Video: $6,000 full-frame vs $2,000 crop sensor portrait shootout

Photographer Manny Ortiz must be a glutton for punishment, because he's taking on one of the most heated, ongoing, oh-my-god-will-this-ever-stop debates in the photo industry: full-frame vs crop-sensor.

You can read our more technical take on sensor size here

As usual, Manny's take is a bit more down to earth and less tech-focused than we tend to go. He simply went out shooting with his wife/model Diana and two different Sony cameras—the full-frame Sony a9 and the crop sensor Sony a6500, both 24MP—to see if he could tell a significant quality difference between the two after a portrait shoot.

A few things we will not get into here:

Every comparison is a 'real world' comparison. Test charts and studio scenes do not exist in some alternate dimension where the laws of physics are suspended—they, too, are 'real world' tests.

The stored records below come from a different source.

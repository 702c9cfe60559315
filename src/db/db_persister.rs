//! Diesel-backed [`Persister`] implementation.
//!
//! Identity rows (addresses, voters, proposers, tokens, transactions) are
//! resolved read-first with a single retry after a unique violation, so a
//! concurrent writer can never break resolution. Additive mutations run
//! inside one database transaction together with an applied-log marker, so a
//! re-scan of already-indexed blocks is a no-op.

use std::num::NonZeroUsize;

use anyhow::{anyhow, Result};
use async_trait::async_trait;
use bigdecimal::BigDecimal;
use diesel::pg::PgConnection;
use diesel::prelude::*;
use diesel::result::{DatabaseErrorKind, Error as DieselError};
use log::{debug, error, warn};
use lru::LruCache;

use super::models::{
    NewAddress, NewAppliedLog, NewConfig, NewOption, NewProposal, NewProposer, NewTnt20Deposit,
    NewTnt721Deposit, NewToken, NewTransaction, NewVote, NewVoter, NewVotingToken,
};
use super::persister::{Persister, ProposalSeed};
use super::schema::{
    addresses, applied_logs, config, options, proposals, proposers, tnt20_deposits,
    tnt721_deposits, tokens, transactions, voters, votes, voting_tokens,
};
use crate::events::ConfigParam;

const ADDRESS_CACHE_SIZE: usize = 10_000;

pub struct DatabasePersister {
    conn: PgConnection,
    address_ids: LruCache<String, i32>,
}

impl DatabasePersister {
    pub fn new(conn: PgConnection) -> Self {
        DatabasePersister {
            conn,
            address_ids: LruCache::new(
                NonZeroUsize::new(ADDRESS_CACHE_SIZE).expect("cache size is nonzero"),
            ),
        }
    }

    fn address_id(&mut self, address: &str) -> Result<i32> {
        if let Some(id) = self.address_ids.get(address) {
            return Ok(*id);
        }
        let id = resolve_address(&self.conn, address)?;
        self.address_ids.put(address.to_string(), id);
        Ok(id)
    }
}

/// Read-first resolution with one retry after a unique violation.
macro_rules! resolve_or_insert {
    ($lookup:expr, $insert:expr, $what:expr) => {{
        match $lookup? {
            Some(id) => Ok(id),
            None => match $insert {
                Ok(id) => Ok(id),
                Err(DieselError::DatabaseError(DatabaseErrorKind::UniqueViolation, _)) => $lookup?
                    .ok_or_else(|| anyhow!("{} row vanished after unique violation", $what)),
                Err(err) => Err(err.into()),
            },
        }
    }};
}

fn resolve_address(conn: &PgConnection, address: &str) -> Result<i32> {
    resolve_or_insert!(
        addresses::table
            .filter(addresses::address.eq(address))
            .select(addresses::id)
            .first::<i32>(conn)
            .optional(),
        diesel::insert_into(addresses::table)
            .values(&NewAddress { address })
            .returning(addresses::id)
            .get_result::<i32>(conn),
        "address"
    )
}

fn resolve_transaction(
    conn: &PgConnection,
    block_height: i64,
    tx_hash: &str,
    timestamp: i64,
) -> Result<i32> {
    resolve_or_insert!(
        transactions::table
            .filter(transactions::tx_hash.eq(tx_hash))
            .select(transactions::id)
            .first::<i32>(conn)
            .optional(),
        diesel::insert_into(transactions::table)
            .values(&NewTransaction {
                block_height,
                tx_hash,
                timestamp,
            })
            .returning(transactions::id)
            .get_result::<i32>(conn),
        "transaction"
    )
}

fn resolve_voter(conn: &PgConnection, address_id: i32) -> Result<i32> {
    resolve_or_insert!(
        voters::table
            .filter(voters::address_id.eq(address_id))
            .select(voters::id)
            .first::<i32>(conn)
            .optional(),
        diesel::insert_into(voters::table)
            .values(&NewVoter { address_id })
            .returning(voters::id)
            .get_result::<i32>(conn),
        "voter"
    )
}

fn resolve_proposer(conn: &PgConnection, address_id: i32) -> Result<i32> {
    resolve_or_insert!(
        proposers::table
            .filter(proposers::address_id.eq(address_id))
            .select(proposers::id)
            .first::<i32>(conn)
            .optional(),
        diesel::insert_into(proposers::table)
            .values(&NewProposer {
                address_id,
                is_active: false,
            })
            .returning(proposers::id)
            .get_result::<i32>(conn),
        "proposer"
    )
}

fn resolve_token(
    conn: &PgConnection,
    address_id: i32,
    lock_address_id: i32,
    is_tnt20: bool,
) -> Result<i32> {
    resolve_or_insert!(
        tokens::table
            .filter(tokens::address_id.eq(address_id))
            .select(tokens::id)
            .first::<i32>(conn)
            .optional(),
        diesel::insert_into(tokens::table)
            .values(&NewToken {
                address_id,
                voting_power: 0,
                lock_address_id,
                is_tnt20,
                is_active: false,
            })
            .returning(tokens::id)
            .get_result::<i32>(conn),
        "token"
    )
}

Full-frame has been arbitrarily defined as 'a sensor the same size as a frame of 35mm film'. Most people agree on this definition and that's good enough for our purposes, but by all means feel free to gripe about it.

Now that these two things are out of the way, click play up top to watch Ortiz' "real-world comparison" between the full-frame A9 with an 85mm F1. 4 G Master lens, and the APS-C sensor A6500 with a Zeiss 55mm F1. 8. To try and match depth of field, Manny shot the A9 photos at F2. 8, and the A6500 photos were taken wide open at F1. 8, at least for the daytime photos.

When it came time to shoot at night, Manny had to change tactics a bit and shot the A9 photos with the G Master almost wide-open at F1. 8 to avoid having to crank the ISO too high.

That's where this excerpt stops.